> AVAILABLE DATA:
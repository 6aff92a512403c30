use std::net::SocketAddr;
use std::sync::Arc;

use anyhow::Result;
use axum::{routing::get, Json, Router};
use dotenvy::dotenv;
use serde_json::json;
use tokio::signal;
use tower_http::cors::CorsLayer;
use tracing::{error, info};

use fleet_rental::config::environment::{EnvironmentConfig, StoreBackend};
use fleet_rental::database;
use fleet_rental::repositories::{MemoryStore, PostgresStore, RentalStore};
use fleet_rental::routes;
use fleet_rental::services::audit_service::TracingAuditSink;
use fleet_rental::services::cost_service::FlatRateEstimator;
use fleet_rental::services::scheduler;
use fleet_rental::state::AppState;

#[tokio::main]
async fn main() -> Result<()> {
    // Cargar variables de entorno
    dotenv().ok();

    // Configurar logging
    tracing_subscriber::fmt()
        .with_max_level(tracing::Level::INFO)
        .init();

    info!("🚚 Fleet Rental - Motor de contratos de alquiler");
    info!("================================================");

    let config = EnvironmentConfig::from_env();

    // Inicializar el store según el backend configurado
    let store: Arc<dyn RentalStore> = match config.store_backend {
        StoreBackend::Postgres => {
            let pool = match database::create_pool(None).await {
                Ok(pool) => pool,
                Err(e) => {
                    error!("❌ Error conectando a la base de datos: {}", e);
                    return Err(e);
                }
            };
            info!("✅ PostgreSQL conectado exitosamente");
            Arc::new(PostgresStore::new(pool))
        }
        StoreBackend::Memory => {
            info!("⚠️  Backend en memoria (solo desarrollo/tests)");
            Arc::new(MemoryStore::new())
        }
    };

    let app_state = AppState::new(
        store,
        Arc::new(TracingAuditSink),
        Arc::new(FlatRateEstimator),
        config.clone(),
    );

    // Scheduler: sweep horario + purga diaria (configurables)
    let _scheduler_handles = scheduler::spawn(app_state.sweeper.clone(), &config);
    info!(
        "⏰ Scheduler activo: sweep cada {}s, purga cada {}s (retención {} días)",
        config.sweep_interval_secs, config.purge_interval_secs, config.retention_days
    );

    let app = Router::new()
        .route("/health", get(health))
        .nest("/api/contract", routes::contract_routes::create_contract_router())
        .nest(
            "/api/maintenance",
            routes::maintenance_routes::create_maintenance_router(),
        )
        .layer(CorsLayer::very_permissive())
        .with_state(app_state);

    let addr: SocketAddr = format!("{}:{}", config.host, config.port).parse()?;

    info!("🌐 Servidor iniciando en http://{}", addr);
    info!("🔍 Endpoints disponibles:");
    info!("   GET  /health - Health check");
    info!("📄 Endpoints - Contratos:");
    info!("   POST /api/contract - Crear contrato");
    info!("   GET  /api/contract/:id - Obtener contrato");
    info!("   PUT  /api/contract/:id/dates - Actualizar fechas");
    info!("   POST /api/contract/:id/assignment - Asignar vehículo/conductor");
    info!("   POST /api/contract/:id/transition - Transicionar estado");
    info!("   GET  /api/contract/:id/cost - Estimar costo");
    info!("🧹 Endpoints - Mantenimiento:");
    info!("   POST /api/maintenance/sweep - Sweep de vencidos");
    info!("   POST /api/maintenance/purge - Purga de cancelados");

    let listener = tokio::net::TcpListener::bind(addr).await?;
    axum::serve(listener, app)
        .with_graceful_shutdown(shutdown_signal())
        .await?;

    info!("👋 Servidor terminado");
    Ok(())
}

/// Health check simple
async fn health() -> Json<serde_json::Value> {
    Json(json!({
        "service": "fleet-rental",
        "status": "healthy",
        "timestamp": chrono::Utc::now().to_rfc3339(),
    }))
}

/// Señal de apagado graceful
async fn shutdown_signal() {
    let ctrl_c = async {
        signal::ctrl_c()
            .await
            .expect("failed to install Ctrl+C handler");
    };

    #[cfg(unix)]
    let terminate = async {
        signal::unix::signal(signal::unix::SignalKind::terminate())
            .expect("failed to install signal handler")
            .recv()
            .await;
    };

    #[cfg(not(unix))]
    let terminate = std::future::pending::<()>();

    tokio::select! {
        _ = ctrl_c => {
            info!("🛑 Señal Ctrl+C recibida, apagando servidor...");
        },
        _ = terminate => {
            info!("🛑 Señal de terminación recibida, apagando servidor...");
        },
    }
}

> WHAT IS BEING ASKED: Please give the full set of data again exactly.

> SOLUTION FOR THIS TASK:
repository 6aff92a512403c30
use std::net::SocketAddr;
use std::sync::Arc;

use anyhow::Result;
use axum::{routing::get, Json, Router};
use dotenvy::dotenv;
use serde_json::json;
use tokio::signal;
use tower_http::cors::CorsLayer;
use tracing::{error, info};

use fleet_rental::config::environment::{EnvironmentConfig, StoreBackend};
use fleet_rental::database;
use fleet_rental::repositories::{MemoryStore, PostgresStore, RentalStore};
use fleet_rental::routes;
use fleet_rental::services::audit_service::TracingAuditSink;
use fleet_rental::services::cost_service::FlatRateEstimator;
use fleet_rental::services::scheduler;
use fleet_rental::state::AppState;

#[tokio::main]
async fn main() -> Result<()> {
    // Cargar variables de entorno
    dotenv().ok();

    // Configurar logging
    tracing_subscriber::fmt()
        .with_max_level(tracing::Level::INFO)
        .init();

    info!("🚚 Fleet Rental - Motor de contratos de alquiler");
    info!("================================================");

    let config = EnvironmentConfig::from_env();

    // Inicializar el store según el backend configurado
    let store: Arc<dyn RentalStore> = match config.store_backend {
        StoreBackend::Postgres => {
            let pool = match database::create_pool(None).await {
                Ok(pool) => pool,
                Err(e) => {
                    error!("❌ Error conectando a la base de datos: {}", e);
                    return Err(e);
                }
            };
            info!("✅ PostgreSQL conectado exitosamente");
            Arc::new(PostgresStore::new(pool))
        }
        StoreBackend::Memory => {
            info!("⚠️  Backend en memoria (solo desarrollo/tests)");
            Arc::new(MemoryStore::new())
        }
    };

    let app_state = AppState::new(
        store,
        Arc::new(TracingAuditSink),
        Arc::new(FlatRateEstimator),
        config.clone(),
    );

    // Scheduler: sweep horario + purga diaria (configurables)
    let _scheduler_handles = scheduler::spawn(app_state.sweeper.clone(), &config);
    info!(
        "⏰ Scheduler activo: sweep cada {}s, purga cada {}s (retención {} días)",
        config.sweep_interval_secs, config.purge_interval_secs, config.retention_days
    );

    let app = Router::new()
        .route("/health", get(health))
        .nest("/api/contract", routes::contract_routes::create_contract_router())
        .nest(
            "/api/maintenance",
            routes::maintenance_routes::create_maintenance_router(),
        )
        .layer(CorsLayer::very_permissive())
        .with_state(app_state);

    let addr: SocketAddr = format!("{}:{}", config.host, config.port).parse()?;

    info!("🌐 Servidor iniciando en http://{}", addr);
    info!("🔍 Endpoints disponibles:");
    info!("   GET  /health - Health check");
    info!("📄 Endpoints - Contratos:");
    info!("   POST /api/contract - Crear contrato");
    info!("   GET  /api/contract/:id - Obtener contrato");
    info!("   PUT  /api/contract/:id/dates - Actualizar fechas");
    info!("   POST /api/contract/:id/assignment - Asignar vehículo/conductor");
    info!("   POST /api/contract/:id/transition - Transicionar estado");
    info!("   GET  /api/contract/:id/cost - Estimar costo");
    info!("🧹 Endpoints - Mantenimiento:");
    info!("   POST /api/maintenance/sweep - Sweep de vencidos");
    info!("   POST /api/maintenance/purge - Purga de cancelados");

    let listener = tokio::net::TcpListener::bind(addr).await?;
    axum::serve(listener, app)
        .with_graceful_shutdown(shutdown_signal())
        .await?;

    info!("👋 Servidor terminado");
    Ok(())
}

/// Health check simple
async fn health() -> Json<serde_json::Value> {
    Json(json!({
        "service": "fleet-rental",
        "status": "healthy",
        "timestamp": chrono::Utc::now().to_rfc3339(),
    }))
}

/// Señal de apagado graceful
async fn shutdown_signal() {
    let ctrl_c = async {
        signal::ctrl_c()
            .await
            .expect("failed to install Ctrl+C handler");
    };

    #[cfg(unix)]
    let terminate = async {
        signal::unix::signal(signal::unix::SignalKind::terminate())
            .expect("failed to install signal handler")
            .recv()
            .await;
    };

    #[cfg(not(unix))]
    let terminate = std::future::pending::<()>();

    tokio::select! {
        _ = ctrl_c => {
            info!("🛑 Señal Ctrl+C recibida, apagando servidor...");
        },
        _ = terminate => {
            info!("🛑 Señal de terminación recibida, apagando servidor...");
        },
    }
}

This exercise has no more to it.